Textile Association: Tax incentive extension offers limited relief for industry
The Indonesian Textile Association (API) said the government’s decision to extend the income tax incentive (PPh 21 borne by the government) will have only a minimal impact on the performance of the national textile industry.
Under the scheme, workers in labor-intensive industries earning up to Rp10 million (US$645) per month are exempt from paying income tax. API Chairman Jemmy Kartiwa acknowledged that the extension would provide some relief, but stressed that weak demand both at home and abroad remains the textile and textile product (TPT) sector’s biggest challenge.
“This policy will certainly help the national textile industry, but not in a significant way. Nonetheless, we appreciate the government for extending it,” Jemmy told Katadata.co.id, on Thursday, September 18, 2025.
He urged the government to adopt broader measures to stimulate purchasing power, particularly by creating more jobs in the domestic market. According to him, higher employment would raise household incomes, which in turn would boost secondary and tertiary spending − benefiting the domestic TPT industry. Jemmy also recommended that the government push for lower lending rates.
Bank Indonesia cut its benchmark rate for the fifth time this year to 4.75 percent on Wednesday, September 17, 2025. As a result, deposit rates now stand at 3.75 percent, while lending rates hover around 5.5 percent. Jemmy argued that lower loan rates would ease household financial burdens.
“Lower lending rates mean cheaper mortgages and car loans. This will reduce household installments and free up more spending, part of which could go toward textile products,” he said.

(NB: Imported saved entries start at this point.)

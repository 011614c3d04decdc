//! CLI argument definitions for the Memobot binary.
//!
//! Priority resolution: CLI args > env vars > config file > defaults.

use clap::Parser;
use std::path::PathBuf;

/// Environment variable pointing at the config file.
pub const ENV_CONFIG: &str = "MEMOBOT_CONFIG";

/// Memobot: a Telegram bot that remembers your notes and messages.
#[derive(Parser, Debug)]
#[command(name = "memobot", version, about)]
pub struct CliArgs {
    /// Path to the configuration file.
    #[arg(short = 'c', long = "config")]
    pub config: Option<PathBuf>,

    /// Data directory for the SQLite database.
    #[arg(short = 'd', long = "data-dir")]
    pub data_dir: Option<PathBuf>,

    /// Log level (trace, debug, info, warn, error).
    #[arg(short = 'l', long = "log-level")]
    pub log_level: Option<String>,

    /// Keep running, starting a new cycle every N seconds.
    #[arg(short = 'w', long = "watch", value_name = "SECS")]
    pub watch: Option<u64>,
}

impl CliArgs {
    /// Resolve the configuration file path.
    ///
    /// Priority: --config flag > MEMOBOT_CONFIG env var > ~/.memobot/config.toml.
    pub fn resolve_config_path(&self) -> PathBuf {
        self.resolve_config_path_with(std::env::var(ENV_CONFIG).ok())
    }

    fn resolve_config_path_with(&self, env_value: Option<String>) -> PathBuf {
        if let Some(ref p) = self.config {
            return p.clone();
        }
        if let Some(p) = env_value.filter(|p| !p.trim().is_empty()) {
            return PathBuf::from(p);
        }
        default_config_path()
    }

    /// Data directory override from --data-dir, if given.
    pub fn resolve_data_dir(&self) -> Option<String> {
        self.data_dir
            .as_ref()
            .map(|p| p.to_string_lossy().to_string())
    }

    /// Log level override from --log-level, if given.
    pub fn resolve_log_level(&self) -> Option<String> {
        self.log_level.clone()
    }

    /// Watch interval, ignoring zero.
    pub fn watch_interval(&self) -> Option<std::time::Duration> {
        self.watch
            .filter(|secs| *secs > 0)
            .map(std::time::Duration::from_secs)
    }
}

/// Default config file path for the current platform.
fn default_config_path() -> PathBuf {
    #[cfg(target_os = "windows")]
    if let Ok(home) = std::env::var("USERPROFILE") {
        return PathBuf::from(home).join(".memobot").join("config.toml");
    }
    #[cfg(not(target_os = "windows"))]
    if let Ok(home) = std::env::var("HOME") {
        return PathBuf::from(home).join(".memobot").join("config.toml");
    }
    PathBuf::from("config.toml")
}
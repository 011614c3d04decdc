pub mod config;
pub mod error;
pub mod types;

pub use config::MemobotConfig;
pub use error::{MemobotError, Result};
pub use types::*;
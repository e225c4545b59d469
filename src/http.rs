use tracing::trace;
use url::Url;

use super::{ClientOptions, Error, Exchange, Result, Transport};

/// Posts envelopes to a JSON-RPC endpoint over HTTP.
///
/// The request carries the envelope text as its body and no custom headers.
/// No timeout is configured.
#[derive(Debug, Clone)]
pub struct HttpTransport {
    client: reqwest::Client,
    url: Url,
}

impl HttpTransport {
    pub fn new(base_url: &str) -> Result<Self> {
        Self::with_options(base_url, &ClientOptions::default())
    }

    pub fn with_options(base_url: &str, options: &ClientOptions) -> Result<Self> {
        let url = endpoint_url(base_url, options.path())?;
        let client = reqwest::Client::builder().build()?;
        Ok(Self { client, url })
    }

    pub fn url(&self) -> &Url {
        &self.url
    }
}

impl Transport for HttpTransport {
    async fn post(&self, body: String) -> Exchange {
        let response = match self.client.post(self.url.clone()).body(body).send().await {
            Ok(response) => response,
            Err(e) => {
                trace!(url = %self.url, error = %e, "http request failed");
                return Exchange::Failed;
            }
        };
        let status = response.status().as_u16();
        match response.text().await {
            Ok(body) => Exchange::Complete { status, body },
            Err(e) => {
                trace!(url = %self.url, status, error = %e, "failed to read response body");
                Exchange::Failed
            }
        }
    }
}

fn endpoint_url(base_url: &str, path: &str) -> Result<Url> {
    let to_error = |source| Error::Url {
        url: format!("{base_url}{path}"),
        source,
    };
    Url::parse(base_url)
        .and_then(|base| base.join(path))
        .map_err(to_error)
}

#[cfg(test)]
mod tests {
    use super::*;

    #[test]
    fn endpoint_url_default_path() -> Result<()> {
        let t = HttpTransport::new("http://localhost:4443")?;
        assert_eq!(t.url().as_str(), "http://localhost:4443/rpc");
        Ok(())
    }

    #[test]
    fn endpoint_url_replaces_base_path() -> Result<()> {
        let t = HttpTransport::new("http://localhost:8000/app/index.html")?;
        assert_eq!(t.url().as_str(), "http://localhost:8000/rpc");
        Ok(())
    }

    #[test]
    fn endpoint_url_custom_path() -> Result<()> {
        let options = ClientOptions {
            path: Some("/api/rpc".into()),
            ..ClientOptions::default()
        };
        let t = HttpTransport::with_options("https://example.com", &options)?;
        assert_eq!(t.url().as_str(), "https://example.com/api/rpc");
        Ok(())
    }

    #[test]
    fn endpoint_url_invalid() {
        let e = HttpTransport::new("not a url").unwrap_err();
        assert!(matches!(e, Error::Url { .. }), "{e}");
    }
}
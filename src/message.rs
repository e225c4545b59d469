use parse_display::Display;
use serde::Serialize;
use serde_json::Value;

use super::Result;


pub const JSONRPC_VERSION: &str = "2.0";

/// Largest integer a JavaScript peer can represent without loss.
pub const MAX_SAFE_INTEGER: u64 = 9007199254740991;

/// Omits the `params` member from the envelope.
pub const NO_PARAMS: Option<&()> = None;

#[derive(Debug, Display, Clone, Copy, PartialEq, Eq, Hash, PartialOrd, Ord, Serialize)]
#[display("{0}")]
#[serde(transparent)]
pub struct RequestId(pub(crate) u64);

impl RequestId {
    pub fn get(self) -> u64 {
        self.0
    }
}
impl From<RequestId> for u64 {
    fn from(id: RequestId) -> Self {
        id.0
    }
}

/// The `user_id` / `session` pair attached to an envelope.
///
/// Either both members are emitted or neither is.
#[derive(Debug, Clone, PartialEq, Serialize)]
pub struct Identity {
    pub user_id: Value,
    pub session: Value,
}

impl Identity {
    /// Builds an identity only when both parts are present and neither
    /// serializes to `null`.
    pub fn from_parts<U, S>(user_id: Option<&U>, session: Option<&S>) -> Result<Option<Self>>
    where
        U: Serialize + ?Sized,
        S: Serialize + ?Sized,
    {
        let (Some(user_id), Some(session)) = (user_id, session) else {
            return Ok(None);
        };
        let user_id = serde_json::to_value(user_id)?;
        let session = serde_json::to_value(session)?;
        if user_id.is_null() || session.is_null() {
            return Ok(None);
        }
        Ok(Some(Self { user_id, session }))
    }
}

/// A JSON-RPC 2.0 request envelope.
///
/// Members are written in the order `jsonrpc`, `method`, `params`, `id`,
/// followed by the identity pair when one is attached. `params` is
/// serialized directly so the caller's own member order is kept.
#[derive(Debug, Serialize)]
pub struct RequestMessage<'a, P: ?Sized> {
    pub jsonrpc: &'static str,
    pub method: &'a str,
    #[serde(skip_serializing_if = "Option::is_none")]
    pub params: Option<&'a P>,
    pub id: RequestId,
    #[serde(flatten)]
    pub identity: Option<Identity>,
}

impl<'a, P> RequestMessage<'a, P>
where
    P: Serialize + ?Sized,
{
    pub fn new(
        id: RequestId,
        method: &'a str,
        params: Option<&'a P>,
        identity: Option<Identity>,
    ) -> Self {
        Self {
            jsonrpc: JSONRPC_VERSION,
            method,
            params,
            id,
            identity,
        }
    }

    pub fn to_text(&self) -> Result<String> {
        Ok(serde_json::to_string(self)?)
    }
}
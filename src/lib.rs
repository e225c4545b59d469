//! A small asynchronous [JSON-RPC 2.0] client that posts each request to an
//! HTTP endpoint.
//!
//! Every call takes the next id from an [`IdCounter`], serializes an envelope
//! of the form
//!
//! ```json
//! {"jsonrpc":"2.0","method":"foo","params":{"a":1},"id":1}
//! ```
//!
//! and sends it as the body of a single POST request to `/rpc`. The response
//! body is handed back unparsed, and only when the server answered with status
//! 200. Any other outcome is dropped without notice: there are no retries and
//! no timeouts.
//!
//! ```no_run
//! use rpcpost::{Client, Result};
//! use serde_json::json;
//!
//! #[tokio::main]
//! async fn main() -> Result<()> {
//!     let client = Client::http("http://localhost:4443")?;
//!
//!     client.call("echo", Some(&json!(["hello"])), |body| println!("{body}"))?;
//!
//!     if let Some(body) = client
//!         .request_with_identity("my_team_info", Some(&json!([])), Some(&7), Some("key"))?
//!         .await
//!     {
//!         println!("{body}");
//!     }
//!     Ok(())
//! }
//! ```
//!
//! [JSON-RPC 2.0]: https://www.jsonrpc.org/specification
use std::sync::Arc;

use serde::Serialize;
use tokio::spawn;
use tracing::{debug, trace};

mod error;
mod http;
mod id_counter;
mod message;
mod options;
mod reply;
mod transport;

pub use error::*;
pub use http::*;
pub use id_counter::*;
pub use message::*;
pub use options::*;
pub use reply::*;
pub use transport::*;

/// Builds request envelopes and dispatches them through a [`Transport`].
///
/// Cloning a `Client` shares both the transport and the id counter.
/// Dispatching requires a running Tokio runtime.
#[derive(Clone)]
pub struct Client {
    transport: Arc<BoxTransport>,
    counter: IdCounter,
}

impl Client {
    pub fn new(transport: impl Transport + Send + Sync + 'static) -> Self {
        Self::with_counter(transport, IdCounter::new())
    }

    pub fn with_counter(
        transport: impl Transport + Send + Sync + 'static,
        counter: IdCounter,
    ) -> Self {
        Self {
            transport: Arc::new(transport.boxed()),
            counter,
        }
    }

    /// A client posting to `/rpc` on `base_url`.
    pub fn http(base_url: &str) -> Result<Self> {
        Self::from_options(base_url, &ClientOptions::default())
    }

    pub fn from_options(base_url: &str, options: &ClientOptions) -> Result<Self> {
        Ok(Self::with_counter(
            HttpTransport::with_options(base_url, options)?,
            IdCounter::starting_at(options.first_id()),
        ))
    }

    pub fn counter(&self) -> &IdCounter {
        &self.counter
    }

    /// Sends a request and invokes `callback` with the raw response body.
    ///
    /// `callback` runs at most once, and only if the server answers with
    /// status 200. The only error returned is a failure to build the request,
    /// in which case nothing is sent.
    pub fn call<P>(
        &self,
        method: &str,
        params: Option<&P>,
        callback: impl FnOnce(String) + Send + 'static,
    ) -> Result<()>
    where
        P: Serialize + ?Sized,
    {
        let id = self.counter.next()?;
        self.send(id, method, params, None, callback)
    }

    /// Like [`Client::call`], with `user_id` and `session` attached to the
    /// envelope.
    ///
    /// The pair is attached only when both are present and non-null.
    /// Otherwise the envelope carries neither.
    pub fn call_with_identity<P, U, S>(
        &self,
        method: &str,
        params: Option<&P>,
        user_id: Option<&U>,
        session: Option<&S>,
        callback: impl FnOnce(String) + Send + 'static,
    ) -> Result<()>
    where
        P: Serialize + ?Sized,
        U: Serialize + ?Sized,
        S: Serialize + ?Sized,
    {
        let id = self.counter.next()?;
        let identity = Identity::from_parts(user_id, session)?;
        self.send(id, method, params, identity, callback)
    }

    /// Sends a request and returns a future of the raw response body.
    pub fn request<P>(&self, method: &str, params: Option<&P>) -> Result<Reply>
    where
        P: Serialize + ?Sized,
    {
        let id = self.counter.next()?;
        let (reply, tx) = Reply::new(id);
        self.send(id, method, params, None, move |body| {
            let _ = tx.send(body);
        })?;
        Ok(reply)
    }

    pub fn request_with_identity<P, U, S>(
        &self,
        method: &str,
        params: Option<&P>,
        user_id: Option<&U>,
        session: Option<&S>,
    ) -> Result<Reply>
    where
        P: Serialize + ?Sized,
        U: Serialize + ?Sized,
        S: Serialize + ?Sized,
    {
        let id = self.counter.next()?;
        let identity = Identity::from_parts(user_id, session)?;
        let (reply, tx) = Reply::new(id);
        self.send(id, method, params, identity, move |body| {
            let _ = tx.send(body);
        })?;
        Ok(reply)
    }

    fn send<P>(
        &self,
        id: RequestId,
        method: &str,
        params: Option<&P>,
        identity: Option<Identity>,
        on_success: impl FnOnce(String) + Send + 'static,
    ) -> Result<()>
    where
        P: Serialize + ?Sized,
    {
        let body = RequestMessage::new(id, method, params, identity).to_text()?;
        debug!(%id, method, state = %CallState::Sent, "dispatching request");
        let transport = self.transport.clone();
        spawn(async move {
            let exchange = transport.post(body).await;
            let state = exchange.state();
            let status = exchange.status();
            match exchange.into_success_body() {
                Some(body) => {
                    trace!(%id, %state, "request completed");
                    on_success(body);
                }
                None => debug!(%id, %state, ?status, "dropping request without response"),
            }
        });
        Ok(())
    }
}
use std::env;

use rpcpost::Client;
use serde_json::Value;
use tracing_subscriber::EnvFilter;

#[tokio::main]
async fn main() -> anyhow::Result<()> {
    tracing_subscriber::fmt()
        .with_env_filter(EnvFilter::from_default_env())
        .init();

    let mut args = env::args().skip(1);
    let (Some(base_url), Some(method)) = (args.next(), args.next()) else {
        anyhow::bail!("usage: post <base-url> <method> [params-json] [user-id session]");
    };
    let params: Value = match args.next() {
        Some(p) => serde_json::from_str(&p)?,
        None => Value::Null,
    };
    let user_id = args.next();
    let session = args.next();

    let client = Client::http(&base_url)?;
    let reply = client.request_with_identity(
        &method,
        Some(&params),
        user_id.as_deref(),
        session.as_deref(),
    )?;
    match reply.await {
        Some(body) => println!("{body}"),
        None => eprintln!("no response"),
    }
    Ok(())
}
use std::collections::HashMap;

use rpcpost::{Client, Error, HttpTransport, NO_PARAMS};
use tokio::test;

#[test]
async fn serialize_error_message() {
    let client = Client::http("http://127.0.0.1:1").unwrap();
    let mut params = HashMap::new();
    params.insert(vec![0u8], 0);
    let e = client.call("foo", Some(&params), |_| {}).unwrap_err();
    assert!(matches!(e, Error::Serialize(_)));
    assert!(
        e.to_string().starts_with("failed to serialize request"),
        "{e}"
    );
}

#[test]
async fn url_error_message() {
    let e = HttpTransport::new("localhost rpc").unwrap_err();
    assert!(e.to_string().contains("localhost rpc/rpc"), "{e}");
    assert!(std::error::Error::source(&e).is_some());
}

#[test]
async fn overflow_error_message() {
    let e = Error::RequestIdOverflow;
    assert_eq!(e.to_string(), "request id overflow");
}

#[test]
async fn no_params_call_succeeds_locally() {
    let client = Client::http("http://127.0.0.1:1").unwrap();
    client.call("foo", NO_PARAMS, |_| {}).unwrap();
}
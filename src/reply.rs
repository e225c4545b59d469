use std::{
    future::Future,
    pin::Pin,
    task::{Context, Poll},
};

use tokio::sync::oneshot;

use super::RequestId;

/// The pending response body of a call.
///
/// Resolves to `Some(body)` when the server answered with status 200 and to
/// `None` when the exchange ended any other way. It never resolves if the
/// server never answers. Dropping a `Reply` does not cancel the request.
#[derive(Debug)]
pub struct Reply {
    id: RequestId,
    rx: oneshot::Receiver<String>,
}

impl Reply {
    pub(crate) fn new(id: RequestId) -> (Self, oneshot::Sender<String>) {
        let (tx, rx) = oneshot::channel();
        (Self { id, rx }, tx)
    }

    pub fn id(&self) -> RequestId {
        self.id
    }
}

impl Future for Reply {
    type Output = Option<String>;

    fn poll(mut self: Pin<&mut Self>, cx: &mut Context<'_>) -> Poll<Self::Output> {
        Pin::new(&mut self.rx).poll(cx).map(Result::ok)
    }
}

API Executive Director Danang Girindrawardana added that the tax incentive extension could prevent mass layoffs in 2026, noting that the main goal of the policy is to protect workers’ purchasing power and support labor-intensive industries. However, he expressed less optimism about growth prospects for the TPT industry next year.
“The government is maintaining its budget efficiency measures in 2026, including cutting spending on uniforms. We believe domestic and export demand will remain highly volatile next year. Honestly, our current outlook is not conservative, but pessimistic,” Danang said.